Merakla odada tur atarken bir yandan da düşünüyordu, Taehyung.

"Ben mi gitsem? Ya başına bir şey geldiyse?"

Daha fazla dayanamayıp çıkmıştı saraydan. Hızlı adımlarla Seokjin'in evine giderken bir sürü masanın kurulduğunu, insanların etrafta bir o yana bir bu yana koşturduklarını gördü.

"Neler oluyor?"

"2. Prens Taehyung, geldi! Duymayan kalmasın!"

Şaşkınlıkla bakakaldı, Taehyung. Genç kızlar etrafına doluşurken hala ne olduğunu anlayabilmiş değildi.

"Prensim, hoş geldiniz!"

Taehyung kendisini seven insanların olduğunu görünce mutlu olmuştu elinde olmadan.

"Hanımlar! Prensin nefes almasına izin verir misiniz?"

Arkasından gelen sesle döndü hemen. Seokjin sabahın bu vaktinde bile gülümseyerek bakıyordu prensine.

"Günaydınlar Prensim. Siz bu kadar erken kalkar mıydınız?"

"Yarına hazır ol dedin diye uyandım ama gelmedin. Ben de merakımdan bir bakayım diye geldim. Ortalık şenlik alanı gibi. Ne oluyor?"
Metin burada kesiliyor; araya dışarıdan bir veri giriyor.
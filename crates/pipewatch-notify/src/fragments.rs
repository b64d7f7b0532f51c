//! Attachment model and the title-keyed merge applied on message updates.

use serde::{Deserialize, Serialize};
use serde_json::{Map, Value};

#[derive(Debug, Clone, Default, PartialEq, Eq, Serialize, Deserialize)]
/// One rendered notification line, serialized as a Slack message attachment.
pub struct NotificationFragment {
    #[serde(default)]
    pub title: String,
    #[serde(default)]
    pub fallback: String,
    #[serde(default)]
    pub text: String,
    #[serde(default)]
    pub color: String,
    #[serde(default, skip_serializing_if = "Option::is_none")]
    pub footer: Option<String>,
    /// Attachment keys this crate does not model (`id`, `fields`, `mrkdwn_in`,
    /// ...), kept so an update re-sends untouched attachments unchanged.
    #[serde(flatten)]
    pub extra: Map<String, Value>,
}

#[derive(Debug, Clone, PartialEq, Eq)]
/// A message already present in the channel, identified by its `ts`.
pub struct ChannelMessage {
    pub channel: String,
    pub ts: String,
    pub fragments: Vec<NotificationFragment>,
}

#[derive(Debug, Clone, PartialEq, Eq)]
/// Handle returned by the transport after a post or update.
pub struct PostedMessage {
    pub channel: String,
    pub ts: String,
}

/// Replaces the first fragment matching `matches` with `fragment`, or appends it.
///
/// Untouched fragments keep their relative order and the input slice is not
/// modified.
pub fn merge_fragment<P>(
    existing: &[NotificationFragment],
    matches: P,
    fragment: NotificationFragment,
) -> Vec<NotificationFragment>
where
    P: Fn(&NotificationFragment) -> bool,
{
    let mut merged = existing.to_vec();
    match merged.iter().position(|candidate| matches(candidate)) {
        Some(index) => merged[index] = fragment,
        None => merged.push(fragment),
    }
    merged
}

#[cfg(test)]
mod tests {
    use super::{merge_fragment, NotificationFragment};

    fn fragment(title: &str, text: &str) -> NotificationFragment {
        NotificationFragment {
            title: title.to_string(),
            fallback: format!("{title} {text}"),
            text: text.to_string(),
            color: "good".to_string(),
            footer: None,
            ..NotificationFragment::default()
        }
    }

    fn titles(fragments: &[NotificationFragment]) -> Vec<&str> {
        fragments
            .iter()
            .map(|fragment| fragment.title.as_str())
            .collect()
    }

    #[test]
    fn unit_merge_fragment_replaces_match_in_place() {
        let existing = vec![
            fragment("Pipeline app", "started"),
            fragment("Stage Build", "started"),
            fragment("Stage Deploy", "started"),
        ];
        let replacement = fragment("Stage Build", "succeeded");
        let merged = merge_fragment(
            &existing,
            |candidate| candidate.title == replacement.title,
            replacement.clone(),
        );

        assert_eq!(merged.len(), existing.len());
        assert_eq!(
            titles(&merged),
            vec!["Pipeline app", "Stage Build", "Stage Deploy"]
        );
        assert_eq!(merged[1].text, "succeeded");
        assert_eq!(existing[1].text, "started");
    }

    #[test]
    fn unit_merge_fragment_appends_when_nothing_matches() {
        let existing = vec![fragment("Pipeline app", "started")];
        let merged = merge_fragment(
            &existing,
            |candidate| candidate.title == "Stage Test",
            fragment("Stage Test", "started"),
        );
        assert_eq!(titles(&merged), vec!["Pipeline app", "Stage Test"]);
    }

    #[test]
    fn unit_merge_fragment_into_empty_sequence_yields_single_fragment() {
        let merged = merge_fragment(&[], |_| true, fragment("Pipeline app", "started"));
        assert_eq!(merged, vec![fragment("Pipeline app", "started")]);
    }

    #[test]
    fn regression_merge_fragment_only_replaces_first_duplicate_title() {
        let existing = vec![
            fragment("Stage Build", "one"),
            fragment("Stage Build", "two"),
        ];
        let merged = merge_fragment(
            &existing,
            |candidate| candidate.title == "Stage Build",
            fragment("Stage Build", "three"),
        );
        assert_eq!(merged[0].text, "three");
        assert_eq!(merged[1].text, "two");
    }

    #[test]
    fn regression_merge_fragment_is_deterministic_for_same_inputs() {
        let existing = vec![fragment("Pipeline app", "started")];
        let incoming = fragment("Stage Build", "failed");
        let first = merge_fragment(
            &existing,
            |candidate| candidate.title == incoming.title,
            incoming.clone(),
        );
        let second = merge_fragment(
            &existing,
            |candidate| candidate.title == incoming.title,
            incoming.clone(),
        );
        assert_eq!(first, second);

        let reapplied = merge_fragment(
            &first,
            |candidate| candidate.title == incoming.title,
            incoming.clone(),
        );
        assert_eq!(reapplied, first);
    }

    #[test]
    fn unit_fragment_serializes_without_empty_footer() {
        let value = serde_json::to_value(fragment("Stage Build", "started")).expect("serialize");
        assert!(value.get("footer").is_none());
        assert_eq!(value["title"], "Stage Build");
    }

    #[test]
    fn regression_merge_keeps_unmodelled_keys_on_untouched_fragments() {
        let tracked: NotificationFragment = serde_json::from_value(serde_json::json!({
            "id": 3,
            "title": "Pipeline app",
            "fallback": "Pipeline app STARTED",
            "text": ":building_construction: started",
            "color": "439FE0",
            "footer": "exec-1",
            "fields": [{"title": "Commit", "value": "abc123"}]
        }))
        .expect("deserialize");
        assert_eq!(tracked.footer.as_deref(), Some("exec-1"));
        assert_eq!(tracked.extra.len(), 2);

        let merged = merge_fragment(
            std::slice::from_ref(&tracked),
            |candidate| candidate.title == "Stage Build",
            fragment("Stage Build", "started"),
        );
        let value = serde_json::to_value(&merged[0]).expect("serialize");
        assert_eq!(value["id"], 3);
        assert_eq!(value["fields"][0]["value"], "abc123");
        assert_eq!(value["footer"], "exec-1");
    }
}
Etrafındakiler yokmuş gibi konuşurken hepsi, Kralın hizmetkarı ve habercisi olduğunu unutuyor bir hizmetçinin prensle nasıl böyle konuştuğunu düşünüyorlardı.

"Henüz uyanmazsınız diye gelmedim ve evet şenlik alanı! Bugün özel bir gün."

"Neden ki?"

"4 yılda bir hepimiz ömrümüz adına bir çiçek dikiyoruz. Eğer 4 yıl sonra yaşıyor olursak bir tane daha dikiyoruz, bir daha ve bir daha. Öldüğümüzde ise kimse dokunamıyor."

"Bu çok güzelmiş. Ben de dikmek istiyorum. Sana katılabilir miyim?"

"Memnuniyet duyarım. Önden buyrun."

Diğer hizmetçiler çoktan dedikoduya başlarken ikili onları unutmuş mutlu mutlu çiçeklerle dolaşan insanları seyrediyordu.

"Senin çiçeklerin nerede?"

"Şurada!"

Eliyle gösterdiği yere gitti Taehyung. Kırmızı gülleri görünce gülümsemeye başladı.

"Ben ne dikebilirim?"

"İstediğiniz ne varsa!"

"Beyaz gül dikebilir miyim? Sana benziyor.."

Söyledikleri yüzünden birkaç dakika donup kaldı, Seokjin. Gülümsemesine karşılık verdi.

"Sizin için fidan alıp geleceğim."

"Birlikte gidelim. Görmek istiyorum her yeri."

Bu sefer öğretmen olarak önde gidiyordu Seokjin. Çeşit çeşit çiçeklerin olduğu masaların önünden geçerken gözleri parlıyordu. Etrafı anlatıyor, insanları tanıtmaktan çekinmiyordu. Tabii bu sırada sadece kendisini izleyen prensinden bir haberdi.

"İşte buldum! Hadi gidelim."

"Tamam."

Kendi gül bahçesine yaklaşırken bir şey unuttuğunu fark etti, Seokjin.

"Oh, sormayı unuttum. Nereye dikmek istersiniz? Benim bahçemin yanına dikmek zorunda değilsiniz. Uygun olan her yere olur."

"Kırmızı güllerinin yanına dikmek istiyorum."